# [Problem description]
Search the listing for the string "Option". Copy every line that has it.
===== Data extracts
//! Execution engine
//!
//! Runs a generated program under a wall-clock limit. The program future is
//! raced against the timeout and an external cancel signal; the loser is
//! dropped at its next suspension point, so nothing runs after the race is
//! decided. Output printed before the end of the race is kept in the report.

use std::sync::atomic::{AtomicBool, Ordering};
use std::sync::Arc;
use std::time::Duration;

use serde::{Deserialize, Serialize};
use tokio::sync::Notify;
use tokio::time::Instant;
use tracing::{info, warn};

use super::interpreter::{check_syntax, Interpreter, OutputSink, Sleeper, SyntaxError, TokioSleeper};
use crate::codegen::GeneratedProgram;

pub const DEFAULT_TIMEOUT_SECS: u64 = 30;

// ── Result types ────────────────────────────────────────────────────────────

/// What the execution wrapper returns: `{ success, output, error }`.
#[derive(Debug, Clone, PartialEq, Serialize, Deserialize)]
pub struct ExecutionRecord {
    pub success: bool,
    #[serde(default)]
    pub output: Vec<String>,
    #[serde(default, skip_serializing_if = "Option::is_none")]
    pub error: Option<String>,
}

impl ExecutionRecord {
    pub fn completed(output: Vec<String>) -> Self {
        Self {
            success: true,
            output,
            error: None,
        }
    }

    pub fn failed(output: Vec<String>, error: impl Into<String>) -> Self {
        Self {
            success: false,
            output,
            error: Some(error.into()),
        }
    }
}

/// Failures outside the program's own error handling
#[derive(Debug, Clone, PartialEq, thiserror::Error)]
pub enum RunError {
    #[error("Execution timeout ({limit_secs}s limit)")]
    Timeout { limit_secs: u64 },

    #[error("Execution cancelled")]
    Cancelled,

    #[error(transparent)]
    Syntax(#[from] SyntaxError),
}

/// Outcome of one run.
#[derive(Debug, Clone)]
pub struct RunReport {
    pub outcome: Result<ExecutionRecord, RunError>,
    /// Everything printed, including lines printed before a timeout
    pub captured: Vec<String>,
    pub duration: Duration,
}

impl RunReport {
    /// Ran to the end without an error
    pub fn is_success(&self) -> bool {
        matches!(&self.outcome, Ok(record) if record.success)
    }

    /// The program error or run error, as shown to the user
    pub fn error_message(&self) -> Option<String> {
        match &self.outcome {
            Ok(record) => record.error.clone(),
            Err(e) => Some(e.to_string()),
        }
    }
}

// ── Configuration ───────────────────────────────────────────────────────────

#[derive(Debug, Clone, PartialEq, Serialize, Deserialize)]
#[serde(default, deny_unknown_fields)]
pub struct RunnerConfig {
    /// Wall-clock limit for one run, in seconds
    pub timeout_secs: u64,
}

impl Default for RunnerConfig {
    fn default() -> Self {
        Self {
            timeout_secs: DEFAULT_TIMEOUT_SECS,
        }
    }
}

// ── Cancellation ────────────────────────────────────────────────────────────

/// Stops a running program from another task.
#[derive(Debug, Clone, Default)]
pub struct CancelHandle {
    flag: Arc<AtomicBool>,
    notify: Arc<Notify>,
}

impl CancelHandle {
    pub fn cancel(&self) {
        self.flag.store(true, Ordering::SeqCst);
        self.notify.notify_waiters();
    }

    pub fn is_cancelled(&self) -> bool {
        self.flag.load(Ordering::SeqCst)
    }

    fn reset(&self) {
        self.flag.store(false, Ordering::SeqCst);
    }

    /// Resolves once `cancel` has been called
    async fn cancelled(&self) {
        loop {
            let notified = self.notify.notified();
            if self.is_cancelled() {
                return;
            }
            notified.await;
        }
    }
}

// ── Runner ──────────────────────────────────────────────────────────────────

/// Executes generated programs.
pub struct Runner {
    config: RunnerConfig,
    sleeper: Arc<dyn Sleeper>,
    cancel: CancelHandle,
}

impl Runner {
    pub fn new(config: RunnerConfig) -> Self {
        Self {
            config,
            sleeper: Arc::new(TokioSleeper),
            cancel: CancelHandle::default(),
        }
    }

    /// Replace the sleep primitive used by `delay`
    pub fn with_sleeper(mut self, sleeper: Arc<dyn Sleeper>) -> Self {
        self.sleeper = sleeper;
        self
    }

    pub fn config(&self) -> &RunnerConfig {
        &self.config
    }

    pub fn timeout(&self) -> Duration {
        Duration::from_secs(self.config.timeout_secs)
    }

    /// Get a handle that can cancel the current run.
    pub fn cancel_handle(&self) -> CancelHandle {
        self.cancel.clone()
    }

    pub fn cancel(&self) {
        self.cancel.cancel();
    }

    /// Run a program.
    ///
    /// 1. Check the program parses.
    /// 2. Race the interpreter against the timeout and the cancel signal.
    /// 3. Collect the wrapper record, or the reason the race was lost.
    pub async fn run(&self, program: &GeneratedProgram) -> RunReport {
        let start = Instant::now();
        let sink = OutputSink::new();

        // Reset cancellation.
        self.cancel.reset();

        let outcome = match check_syntax(&program.script) {
            Err(e) => Err(RunError::from(e)),
            Ok(()) => {
                let mut interpreter = Interpreter::new(sink.clone(), self.sleeper.clone());
                let limit_secs = self.config.timeout_secs;

                tokio::select! {
                    biased;
                    _ = self.cancel.cancelled() => Err(RunError::Cancelled),
                    result = tokio::time::timeout(self.timeout(), interpreter.execute(&program.script)) => {
                        match result {
                            Ok(Ok(())) => Ok(ExecutionRecord::completed(sink.lines())),
                            Ok(Err(e)) => Ok(ExecutionRecord::failed(sink.lines(), e.to_string())),
                            Err(_) => Err(RunError::Timeout { limit_secs }),
                        }
                    }
                }
            }
        };

        let report = RunReport {
            outcome,
            captured: sink.lines(),
            duration: start.elapsed(),
        };
        match &report.outcome {
            Ok(record) if record.success => {
                info!(lines = record.output.len(), duration = ?report.duration, "workflow executed")
            }
            Ok(record) => warn!(error = ?record.error, "workflow completed with errors"),
            Err(e) => warn!(error = %e, "workflow execution failed"),
        }
        report
    }
}

impl Default for Runner {
    fn default() -> Self {
        Self::new(RunnerConfig::default())
    }
}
==========
# [Answer]
    #[serde(default, skip_serializing_if = "Option::is_none")]
    pub error: Option<String>,
    pub fn error_message(&self) -> Option<String> {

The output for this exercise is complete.